Roctavian’s FDA-approved label now shows that 112 patients who got the gene therapy in the phase 3 GENEr8-1 trial experienced an average 52% reduction in bleeding cases per year through a median three years of follow-up. Most patients were still responding beyond three years without the need for regular prophylaxis, the company said.
The FDA reached the 52% number after removing certain events when patients also received FVIII prophylaxis, BioMarin said. The magnitude of improvement on yearly bleeding episodes is notably smaller than the 85.5% Roctavian has for its EU approval.
“The FDA is labeling the product with an intention to describe the sole contribution of Roctavian to bleeding outcomes independent of confounding effects such as factor use,” BioMarin’s R&D chief Henru Fuchs, M.D., said on Thursday’s call.
When asked whether the reduced efficacy data would affect payers’ view of Roctavian, Ajer pointed to a 96.8% reduction in FVIII usage compared with baseline, arguing “that’s going to be a key driver of people’s perception of the economic side of the value.”
With Roctavian, BioMarin faces a unique challenge. Unlike the more than a dozen gene therapies that the FDA has approved so far, Roctavian is meant for a disease that has plenty of other treatment options. For example, Roche’s antibody drug Hemlibra has gained vast traction with blockbuster sales. So Roctavian’s initial sales ramp will be slow, SVB Securities analysts said.
“However, we believe that BioMarin’s perseverance, time spent connecting with the medical community over a longer than anticipated time to market, and extended long-term data could ultimately help the launch,” the SVB team wrote in a note Tuesday.

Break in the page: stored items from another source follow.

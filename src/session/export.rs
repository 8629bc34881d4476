//! PNG export: ticketed capture sequence around the browser rasterizer.
//!
//! Export is the one multi-step operation:
//!
//! 1. `POST /api/card/export` records a [`PendingExport`], which puts the
//!    card in capture mode, and returns the capture-mode card plus a script.
//! 2. The script waits for layout to settle, rasterizes `#interview-card`
//!    with html2canvas, and posts the PNG data URL back with its ticket.
//! 3. `POST /api/card/export/complete` validates the PNG, drops the ticket
//!    and returns a script that saves the file.
//!
//! Capture mode lasts while any ticket is outstanding, so two exports fired
//! back to back both rasterize the static layout.

use crate::config::CardConfig;
use crate::data_uri;
use crate::error::{Error, Result};
use crate::html;

const PNG_SIGNATURE: [u8; 8] = [0x89, b'P', b'N', b'G', b'\r', b'\n', 0x1a, b'\n'];

/// An export between begin and completion.
#[derive(Debug, Clone, PartialEq)]
pub struct PendingExport {
    pub ticket: u32,
    pub filename: String,
}

/// A validated PNG ready to be saved.
#[derive(Debug, Clone, PartialEq)]
pub struct ExportedImage {
    pub filename: String,
    pub data_url: String,
    pub width: u32,
    pub height: u32,
}

#[derive(Debug, Clone, Default)]
pub struct ExportQueue {
    next_ticket: u32,
    pending: Vec<PendingExport>,
}

impl ExportQueue {
    pub fn begin(&mut self, filename: String) -> PendingExport {
        self.next_ticket = self.next_ticket.wrapping_add(1);
        let job = PendingExport {
            ticket: self.next_ticket,
            filename,
        };
        self.pending.push(job.clone());
        job
    }

    /// Remove and return the export for `ticket`.
    pub fn take(&mut self, ticket: u32) -> Result<PendingExport> {
        let pos = self
            .pending
            .iter()
            .position(|p| p.ticket == ticket)
            .ok_or(Error::UnknownExport(ticket))?;
        Ok(self.pending.remove(pos))
    }

    pub fn is_capturing(&self) -> bool {
        !self.pending.is_empty()
    }

    pub fn in_flight(&self) -> usize {
        self.pending.len()
    }
}

/// `{name}.png`, or `{fallback}.png` when the name is blank. Characters
/// that cannot appear in a download filename become `_`.
pub fn export_filename(name: &str, fallback: &str) -> String {
    let stem = match name.trim() {
        "" => fallback.trim(),
        s => s,
    };
    let safe: String = stem
        .chars()
        .map(|c| match c {
            '/' | '\\' | ':' | '*' | '?' | '"' | '<' | '>' | '|' => '_',
            c if c.is_control() => '_',
            c => c,
        })
        .collect();
    format!("{}.png", safe)
}

/// Validate a rasterizer PNG data URL and read its pixel size from IHDR.
pub fn png_dimensions(data_url: &str) -> Result<(u32, u32)> {
    let decoded = data_uri::decode(data_url).map_err(Error::InvalidPng)?;
    if decoded.mime != "image/png" {
        return Err(Error::InvalidPng(format!("unexpected media type {}", decoded.mime)));
    }
    let bytes = decoded.bytes;
    if bytes.len() < 24 || bytes[..8] != PNG_SIGNATURE {
        return Err(Error::InvalidPng("missing PNG signature".to_string()));
    }
    if &bytes[12..16] != b"IHDR" {
        return Err(Error::InvalidPng("first chunk is not IHDR".to_string()));
    }
    let width = u32::from_be_bytes([bytes[16], bytes[17], bytes[18], bytes[19]]);
    let height = u32::from_be_bytes([bytes[20], bytes[21], bytes[22], bytes[23]]);
    if width == 0 || height == 0 {
        return Err(Error::InvalidPng("zero-sized image".to_string()));
    }
    Ok((width, height))
}

/// Script that waits `settle_delay_ms`, rasterizes the card and reports back.
pub fn render_capture_script(job: &PendingExport, config: &CardConfig) -> String {
    format!(
        r#"<script>
(function() {{
  var ticket = {ticket};
  function report(path, values) {{
    values.ticket = ticket;
    htmx.ajax('POST', path, {{values: values, target: '#interview-card-region', swap: 'innerHTML'}});
  }}
  setTimeout(function() {{
    var el = document.getElementById('interview-card');
    if (!el || typeof html2canvas !== 'function') {{
      report('/api/card/export/failed', {{msg: el ? 'html2canvas unavailable' : 'card not rendered'}});
      return;
    }}
    html2canvas(el, {{scale: {scale}, useCORS: true, backgroundColor: {background}}})
      .then(function(canvas) {{
        report('/api/card/export/complete', {{png: canvas.toDataURL('image/png')}});
      }})
      .catch(function(err) {{
        console.error('[interview] Rasterize failed', err);
        report('/api/card/export/failed', {{msg: String(err)}});
      }});
  }}, {delay});
}})();
</script>"#,
        ticket = job.ticket,
        scale = config.export_scale,
        background = html::js_string(&config.export_background),
        delay = config.settle_delay_ms,
    )
}

/// Script that saves the exported PNG under its filename.
pub fn render_download_script(image: &ExportedImage) -> String {
    format!(
        r#"<script>
(function() {{
  var a = document.createElement('a');
  a.href = {href};
  a.download = {filename};
  document.body.appendChild(a);
  a.click();
  a.remove();
  console.log('[interview] Exported ' + a.download + ' ({width}x{height})');
}})();
</script>"#,
        href = html::js_string(&image.data_url),
        filename = html::js_string(&image.filename),
        width = image.width,
        height = image.height,
    )
}

#[cfg(test)]
pub(crate) mod tests {
    use super::*;

    /// Smallest well-formed PNG header: signature + IHDR for a `w`x`h` image.
    pub(crate) fn png_data_url(w: u32, h: u32) -> String {
        let mut bytes = PNG_SIGNATURE.to_vec();
        bytes.extend_from_slice(&13u32.to_be_bytes());
        bytes.extend_from_slice(b"IHDR");
        bytes.extend_from_slice(&w.to_be_bytes());
        bytes.extend_from_slice(&h.to_be_bytes());
        bytes.extend_from_slice(&[8, 6, 0, 0, 0]);
        data_uri::encode("image/png", &bytes)
    }

    #[test]
    fn filename_falls_back_to_interview() {
        assert_eq!(export_filename("", "interview"), "interview.png");
        assert_eq!(export_filename("   ", "interview"), "interview.png");
    }

    #[test]
    fn filename_uses_name() {
        assert_eq!(export_filename("Alice", "interview"), "Alice.png");
        assert_eq!(export_filename("アリス", "interview"), "アリス.png");
    }

    #[test]
    fn filename_replaces_path_characters() {
        assert_eq!(export_filename("a/b:c", "interview"), "a_b_c.png");
    }

    #[test]
    fn tickets_are_distinct_and_capture_tracks_pending() {
        let mut q = ExportQueue::default();
        assert!(!q.is_capturing());
        let a = q.begin("a.png".into());
        let b = q.begin("b.png".into());
        assert_ne!(a.ticket, b.ticket);
        assert_eq!(q.in_flight(), 2);

        assert_eq!(q.take(a.ticket).unwrap().filename, "a.png");
        assert!(q.is_capturing());
        assert_eq!(q.take(b.ticket).unwrap().filename, "b.png");
        assert!(!q.is_capturing());
    }

    #[test]
    fn take_unknown_ticket_errors() {
        let mut q = ExportQueue::default();
        assert_eq!(q.take(99), Err(Error::UnknownExport(99)));
    }

    #[test]
    fn reads_png_dimensions() {
        assert_eq!(png_dimensions(&png_data_url(1600, 900)).unwrap(), (1600, 900));
    }

    #[test]
    fn rejects_non_png_payloads() {
        let jpeg = data_uri::encode("image/png", &[0xff, 0xd8, 0xff, 0xe0]);
        assert!(matches!(png_dimensions(&jpeg), Err(Error::InvalidPng(_))));
        assert!(png_dimensions("data:image/png;base64,").is_err());
        assert!(png_dimensions(&png_data_url(0, 10)).is_err());
    }

    #[test]
    fn capture_script_carries_config() {
        let job = PendingExport { ticket: 7, filename: "x.png".into() };
        let js = render_capture_script(&job, &CardConfig::default());
        assert!(js.contains("var ticket = 7;"));
        assert!(js.contains("scale: 2,"));
        assert!(js.contains(r##"backgroundColor: "#ffffff""##));
        assert!(js.contains("}, 300);"));
        assert!(js.contains("/api/card/export/complete"));
        assert!(js.contains("/api/card/export/failed"));
    }

    #[test]
    fn download_script_names_file() {
        let image = ExportedImage {
            filename: "Alice.png".into(),
            data_url: png_data_url(2, 2),
            width: 2,
            height: 2,
        };
        let js = render_download_script(&image);
        assert!(js.contains(r#"a.download = "Alice.png";"#));
        assert!(js.contains("data:image/png;base64,"));
    }
}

The SVB team polled 18 U.S.-based doctors that treat hemophilia A. Most specialists are impressed with Roctavian’s efficacy and safety data, although their feedback suggests patients who are already on Hemlibra are less likely to switch.
Overall, the doctors suggested Roctavian could eventually capture about a quarter of all eligible severe hemophilia A patients at peak. The survey results reflect “glimmers” of enthusiasm for Roctavian, the SVB team said.
Before the FDA decision, the European Commission had approved Roctavian in August last year. In the EU, BioMarin is working to launch the drug first in Germany. A separate SVB survey suggested Roctavian may have big potential in Europe.
Editor's Note: The story has been updated with additional information shared during an investor call Thursday.